I agree there are multiple reasons contributing to why there are so few such high numbers/low SES applicants in their applicant pools. One is just not that many such people get such numbers. But another is a lot of such applicants are not necessarily aware of their potential opportunities, including their potential aid if admitted.
So, these colleges are pretty much all engaged in various outreach and targeted marketing efforts to try to get as many such high numbers/low SES applicants to apply as possible.
But I think it remains an important practical observation they are doing that precisely because they think they can only compromise their normal academic requirements so far for low SES applicants, and they are finding they are not getting enough low SES applicants who fall even within relaxed requirements.

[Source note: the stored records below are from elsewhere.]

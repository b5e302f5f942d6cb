//! Command router
//!
//! Turns one client request line into one response line. State changes for
//! actuators are send-then-commit: the registry only records the new state
//! after the device connector reported a successful delivery.

use std::sync::Arc;

use fieldgw_core::{
    ClientCommand, DeviceRegistry, GatewayError, GatewayResult, StateChange, WireMessage,
};
use fieldgw_transport::DeviceConnector;
use tracing::{debug, info, warn};

/// Routes client commands to the registry and to devices
#[derive(Clone)]
pub struct CommandRouter {
    registry: Arc<DeviceRegistry>,
    connector: Arc<dyn DeviceConnector>,
}

impl CommandRouter {
    pub fn new(registry: Arc<DeviceRegistry>, connector: Arc<dyn DeviceConnector>) -> Self {
        Self {
            registry,
            connector,
        }
    }

    /// Handle one request line and produce the response line
    ///
    /// Never fails: every error becomes its client-facing message.
    pub async fn handle_line(&self, line: &str) -> String {
        let result = match ClientCommand::parse(line) {
            Ok(command) => self.execute(command).await,
            Err(e) => Err(e),
        };

        match result {
            Ok(response) => response,
            Err(e) => {
                debug!(kind = e.kind(), error = %e, "Request rejected");
                e.to_string()
            }
        }
    }

    /// Execute a parsed command
    pub async fn execute(&self, command: ClientCommand) -> GatewayResult<String> {
        match command {
            ClientCommand::GetDeviceState { device_id } => self.get_state(&device_id),
            ClientCommand::SetDeviceState { device_id, payload } => {
                self.set_state(&device_id, &payload).await
            }
        }
    }

    fn get_state(&self, device_id: &str) -> GatewayResult<String> {
        self.registry
            .lookup(device_id)
            .map(|device| device.last_state)
            .ok_or_else(|| GatewayError::DeviceNotFound(device_id.to_string()))
    }

    async fn set_state(&self, device_id: &str, payload: &str) -> GatewayResult<String> {
        // Snapshot: the registry lock is released before any network I/O
        let device = self
            .registry
            .lookup(device_id)
            .ok_or_else(|| GatewayError::DeviceNotFound(device_id.to_string()))?;

        if device.kind.is_sensor() {
            return Err(GatewayError::SensorReadOnly(device_id.to_string()));
        }

        let frame = WireMessage::StateChange(StateChange {
            device_id: device_id.to_string(),
            payload: payload.to_string(),
        })
        .encode_line()
        .map_err(|e| GatewayError::Delivery {
            device_id: device_id.to_string(),
            reason: e.to_string(),
        })?;

        if let Err(e) = self
            .connector
            .deliver(&device.address, device.transport, &frame)
            .await
        {
            warn!(device_id = %device_id, address = %device.address, error = %e, "State delivery failed");
            return Err(GatewayError::Delivery {
                device_id: device_id.to_string(),
                reason: e.to_string(),
            });
        }

        // The device may have been replaced in the meantime; committing to
        // the same id is still correct since delivery succeeded.
        if !self.registry.update_state(device_id, payload) {
            warn!(device_id = %device_id, "Device vanished before state could be recorded");
        }

        info!(device_id = %device_id, payload = %payload, "Device state changed");
        Ok(format!(
            "Device ID={}, LastStateChanged={}",
            device_id, payload
        ))
    }
}
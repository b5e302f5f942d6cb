//! Client-facing TCP server
//!
//! One task per client connection. Requests on a connection are handled
//! strictly one after another, so a client always reads responses in the
//! order it sent requests.

use std::net::SocketAddr;

use fieldgw_core::MAX_FRAME_LEN;
use fieldgw_transport::framing::{write_line, LineReader};
use fieldgw_transport::TransportError;
use tokio::net::{TcpListener, TcpStream};
use tracing::{debug, info, warn};

use crate::router::CommandRouter;
use crate::shutdown::Shutdown;

/// Accept client connections until shutdown
pub async fn serve_clients(listener: TcpListener, router: CommandRouter, mut shutdown: Shutdown) {
    info!(addr = ?listener.local_addr().ok(), "Client server started");

    loop {
        tokio::select! {
            _ = shutdown.recv() => break,
            accepted = listener.accept() => match accepted {
                Ok((stream, peer)) => {
                    info!(%peer, "Client connected");
                    let router = router.clone();
                    let shutdown = shutdown.clone();
                    tokio::spawn(async move {
                        handle_client(stream, peer, router, shutdown).await;
                    });
                }
                Err(e) => warn!(error = %e, "Failed to accept client connection"),
            },
        }
    }

    debug!("Client server stopped");
}

async fn handle_client(
    stream: TcpStream,
    peer: SocketAddr,
    router: CommandRouter,
    mut shutdown: Shutdown,
) {
    let (read_half, mut write_half) = stream.into_split();
    let mut reader = LineReader::new(read_half, MAX_FRAME_LEN);

    loop {
        let line = tokio::select! {
            _ = shutdown.recv() => break,
            line = reader.next_line() => line,
        };

        let request = match line {
            Ok(Some(request)) => request,
            Ok(None) => break,
            Err(TransportError::FrameTooLarge(len)) => {
                warn!(%peer, len, "Client request too long, closing connection");
                break;
            }
            Err(e) => {
                warn!(%peer, error = %e, "Client read failed");
                break;
            }
        };

        // Tolerate keep-alive blank lines
        if request.trim().is_empty() {
            continue;
        }

        debug!(%peer, request = %request, "Client request");
        let response = single_line(router.handle_line(&request).await);

        if let Err(e) = write_line(&mut write_half, response.as_bytes()).await {
            warn!(%peer, error = %e, "Failed to write client response");
            break;
        }
    }

    info!(%peer, "Client disconnected");
}

/// Flatten line breaks so one request always gets exactly one response line
fn single_line(response: String) -> String {
    if response.contains(['\r', '\n']) {
        response.replace(['\r', '\n'], " ")
    } else {
        response
    }
}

I will finally note this was actually one of the main topic of the now famous/infamous Dartmouth/Yale discussion in which their respective Admissions Deans talked about how much they valued getting test scores despite being test optional. One of their points is they wished they got more test scores from low SES applicants even if those test scores were below their normal ranges, because they were willing to give contextual consideration to such scores, meaning if they were sufficient outliers for applicants with such backgrounds.
Again, all that is independently interesting, but it further supports the observation that these sorts of colleges still view low SES applicants with sufficiently high test scores–even on a relaxed standard–as scarce, such they wish they got more of them.